5 Health Insurance Tips for Laid-Off Employees
With U.S. unemployment at a record 6.5% and layoffs continuing, the ranks of the uninsured will continue to grow. However, armed with statistics that nearly one-third of the current uninsured have government programs they are eligible for but don’t know it, Phil Lebherz, executive director of the nonprofit Foundation for Health Coverage Education (FHCE), advises “being laid off shouldn’t automatically mean you go without health coverage.”
- COBRA. While this may be the most expensive option, it’s a good one
for someone with a pre-existing medical condition. For people recently
laid off, the first, immediate option to review is COBRA coverage. COBRA
is required of businesses with 20 or more employees. It provides
continuation of group health coverage that otherwise might be terminated.

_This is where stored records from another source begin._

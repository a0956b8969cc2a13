//! PostgreSQL backed store. Every metric is a row; aggregation happens inside
//! the upsert statement so concurrent writers never lose increments.

use std::sync::OnceLock;

use async_trait::async_trait;
use mc_utils::format_float;
use sqlx::{
	postgres::{PgPool, PgPoolOptions},
	Acquire, Connection, Executor, Postgres,
};
use tracing::{debug, info, warn};

use crate::{
	error::Error,
	metric::{MetricKind, MetricValue, Snapshot},
	retry::ConnectRetry,
	store::{parse_update, MetricStore},
};

const MAX_CONNECTIONS: u32 = 10;

// SQLSTATE codes raised when a stored counter text can't take part in the sum
const INVALID_TEXT_REPRESENTATION: &str = "22P02";
const NUMERIC_VALUE_OUT_OF_RANGE: &str = "22003";

const CREATE_TABLE: &str = r#"
CREATE TABLE IF NOT EXISTS metrics (
	id     SERIAL PRIMARY KEY,
	mtype  TEXT NOT NULL,
	mname  TEXT NOT NULL,
	mvalue TEXT NOT NULL,
	UNIQUE (mtype, mname)
)"#;

const UPSERT_COUNTER: &str = r#"
INSERT INTO metrics (mtype, mname, mvalue)
VALUES ($1, $2, $3)
ON CONFLICT (mtype, mname) DO
UPDATE SET mvalue = (EXCLUDED.mvalue::bigint + metrics.mvalue::bigint)::text"#;

const UPSERT_GAUGE: &str = r#"
INSERT INTO metrics (mtype, mname, mvalue)
VALUES ($1, $2, $3)
ON CONFLICT (mtype, mname) DO
UPDATE SET mvalue = EXCLUDED.mvalue"#;

const SELECT_ONE: &str = "SELECT mvalue FROM metrics WHERE mtype = $1 AND mname = $2";

const SELECT_ALL: &str = "SELECT mtype, mname, mvalue FROM metrics";

pub struct PostgresStore {
	url: String,
	retry: ConnectRetry,
	pool: OnceLock<PgPool>,
}

impl PostgresStore {
	pub fn new(url: impl Into<String>) -> Self {
		Self::with_retry(url, ConnectRetry::default())
	}

	pub fn with_retry(url: impl Into<String>, retry: ConnectRetry) -> Self {
		Self {
			url: url.into(),
			retry,
			pool: OnceLock::new(),
		}
	}

	fn pool(&self) -> Result<&PgPool, Error> {
		self.pool.get().ok_or(Error::NotOpened)
	}
}

async fn probe(pool: &PgPool) -> Result<(), sqlx::Error> {
	pool.acquire().await?.ping().await
}

fn upsert_statement(kind: MetricKind) -> &'static str {
	match kind {
		MetricKind::Counter => UPSERT_COUNTER,
		MetricKind::Gauge => UPSERT_GAUGE,
	}
}

async fn upsert<'e>(
	executor: impl Executor<'e, Database = Postgres>,
	kind: MetricKind,
	name: &str,
	value: &str,
) -> Result<(), Error> {
	let statement = upsert_statement(kind);

	debug!(sql = statement, %kind, name, value, "Upserting metric");

	sqlx::query(statement)
		.bind(kind.as_ref())
		.bind(name)
		.bind(value)
		.execute(executor)
		.await
		.map(|_| ())
		.map_err(|e| row_error(kind, name, value, e))
}

/// A counter whose stored text isn't a valid integer can't be summed; that is
/// reported as an invalid value rather than a database failure.
fn row_error(kind: MetricKind, name: &str, value: &str, e: sqlx::Error) -> Error {
	let code = e
		.as_database_error()
		.and_then(|db_err| db_err.code())
		.map(|code| code.into_owned());

	match code.as_deref() {
		Some(INVALID_TEXT_REPRESENTATION | NUMERIC_VALUE_OUT_OF_RANGE) => Error::InvalidValue {
			kind,
			value: value.to_string(),
		},
		_ => Error::Row {
			kind,
			name: name.to_string(),
			source: e,
		},
	}
}

#[async_trait]
impl MetricStore for PostgresStore {
	async fn open(&self) -> Result<(), Error> {
		// A URL that doesn't parse is never attempted
		let pool = PgPoolOptions::new()
			.max_connections(MAX_CONNECTIONS)
			.connect_lazy(&self.url)
			.map_err(|source| Error::Connection {
				attempts: 0,
				source,
			})?;

		self.retry
			.run(|| probe(&pool))
			.await
			.map_err(|source| Error::Connection {
				attempts: self.retry.attempts(),
				source,
			})?;

		debug!(sql = CREATE_TABLE, "Ensuring metrics table exists");
		sqlx::query(CREATE_TABLE).execute(&pool).await?;

		if self.pool.set(pool).is_err() {
			warn!("Metric store was already opened, keeping the existing pool");
		} else {
			info!("Opened PostgreSQL metric store");
		}

		Ok(())
	}

	async fn close(&self) -> Result<(), Error> {
		if let Some(pool) = self.pool.get() {
			pool.close().await;
			info!("Closed PostgreSQL metric store");
		}

		Ok(())
	}

	async fn ping(&self) -> Result<(), Error> {
		probe(self.pool()?).await.map_err(Into::into)
	}

	async fn update(&self, kind: &str, name: &str, value: &str) -> Result<(), Error> {
		let (kind, value) = parse_update(kind, value)?;

		upsert(self.pool()?, kind, name, &value.to_string()).await
	}

	async fn get(&self, kind: &str, name: &str) -> Result<String, Error> {
		let kind = MetricKind::parse(kind)?;

		debug!(sql = SELECT_ONE, %kind, name, "Fetching metric");

		let (text,) = sqlx::query_as::<_, (String,)>(SELECT_ONE)
			.bind(kind.as_ref())
			.bind(name)
			.fetch_optional(self.pool()?)
			.await?
			.ok_or_else(|| Error::NotFound {
				kind,
				name: name.to_string(),
			})?;

		MetricValue::parse(kind, &text).map(|value| value.to_string())
	}

	async fn update_all(&self, batch: &Snapshot) -> Result<(), Error> {
		batch.check_gauges()?;

		let mut tx = self.pool()?.begin().await?;

		let rows = batch
			.counters
			.iter()
			.map(|(name, delta)| (MetricKind::Counter, name, delta.to_string()))
			.chain(
				batch
					.gauges
					.iter()
					.map(|(name, value)| (MetricKind::Gauge, name, format_float(*value))),
			);

		// Every row runs in its own savepoint so one failure doesn't poison the
		// rest of the transaction and all failures can be reported together.
		let mut errors = Vec::new();
		for (kind, name, value) in rows {
			let mut savepoint = tx.begin().await?;

			match upsert(&mut *savepoint, kind, name, &value).await {
				Ok(()) => savepoint.commit().await?,
				Err(e) => {
					savepoint.rollback().await?;
					errors.push(e);
				}
			}
		}

		if errors.is_empty() {
			tx.commit().await?;
			debug!(
				counters = batch.counters.len(),
				gauges = batch.gauges.len(),
				"Batch committed"
			);
			Ok(())
		} else {
			tx.rollback().await?;
			Err(Error::Batch { errors })
		}
	}

	async fn get_all(&self) -> Result<Snapshot, Error> {
		debug!(sql = SELECT_ALL, "Fetching all metrics");

		let rows = sqlx::query_as::<_, (String, String, String)>(SELECT_ALL)
			.fetch_all(self.pool()?)
			.await?;

		Ok(rows
			.into_iter()
			.fold(Snapshot::default(), |mut snapshot, (kind, name, text)| {
				match MetricKind::parse(&kind).and_then(|kind| MetricValue::parse(kind, &text)) {
					Ok(value) => snapshot.apply(&name, value),
					Err(e) => warn!(%name, "Skipping unreadable metric row: {e}"),
				}
				snapshot
			}))
	}

	async fn save(&self) -> Result<(), Error> {
		Ok(())
	}

	async fn restore(&self) -> Result<(), Error> {
		Ok(())
	}
}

One common myth about COBRA coverage is that it is only good for 18
months, but quite often this is not the case as it can be continued
indefinitely through state COBRA programs. First steps include checking
with the employer’s human resources department to receive complete
information on how to qualify for COBRA, the costs and how to apply. If
COBRA is an option, it should be carefully reviewed before being refused
as once it’s dismissed, it can’t be recalled. - High Deductible Plans. For healthy individuals, another cost effective
option while unemployed may be to purchase lower-cost high deductible
individual coverage. until new employment is found. With the exception
for New York, Massachusetts and Vermont, a person can obtain this
coverage for anywhere from $50 to $150 per month providing basic
catastrophic coverage with a high deductible until he or she becomes
eligible for the new employer’s plan. You can visit www.nahu.org for
a national listing of insurance brokers near you. - Going from a double- to a single-income family. For the family in a
two-income home where one parent has been laid off, checking into
programs like Healthy Families is an important step. In many states, a
family of 4 can make up to $60,000 (California, Connecticut, Hawaii,
Illinois, Indiana, Maryland, Massachusetts, Missouri, New Hampshire, New
Jersey, Pennsylvania, Tennessee, Vermont, Washington, D.C.) and in other
states up to $50,000 a year (Alabama, Georgia, Louisiana, New Mexico, New
York, Washington) and still qualify the children for comprehensive
coverage. These programs may provide low-cost health coverage for
children and teens up to age 19 including comprehensive health, dental
and vision coverage. Moving the family’s young dependents from
private insurance to government sponsored plans can reduce monthly
premiums and perhaps make a family’s adult private premium coverage
affordable. - Coverage for Pre-existing Conditions. For people who have been laid off
and must purchase individual health insurance but are unable to obtain
coverage due to a pre-existing condition, many states have government
sponsored medical risk insurance pools (such as California’s Major
Risk Medical Insurance Program). State residents who qualify for these
programs participate in the cost of their continued coverage by paying
premiums that are supplemented by the state. Go to your state’s
government website to find out what type of medical pool coverage may be
offered. - Help for Single Pregnant Women. For a single woman who is pregnant and
doesn’t make more than $25,900 in a year, there are maternity
programs state by state which will pay for the coverage of the baby
before, during and after the birth of the child into the first year. With
names like Access for Infants and Mothers, this often comprehensive
coverage provides low-cost or free health coverage for pregnant women
before, during and following the delivery of the baby and health coverage
for their newborn through the baby’s first year of life.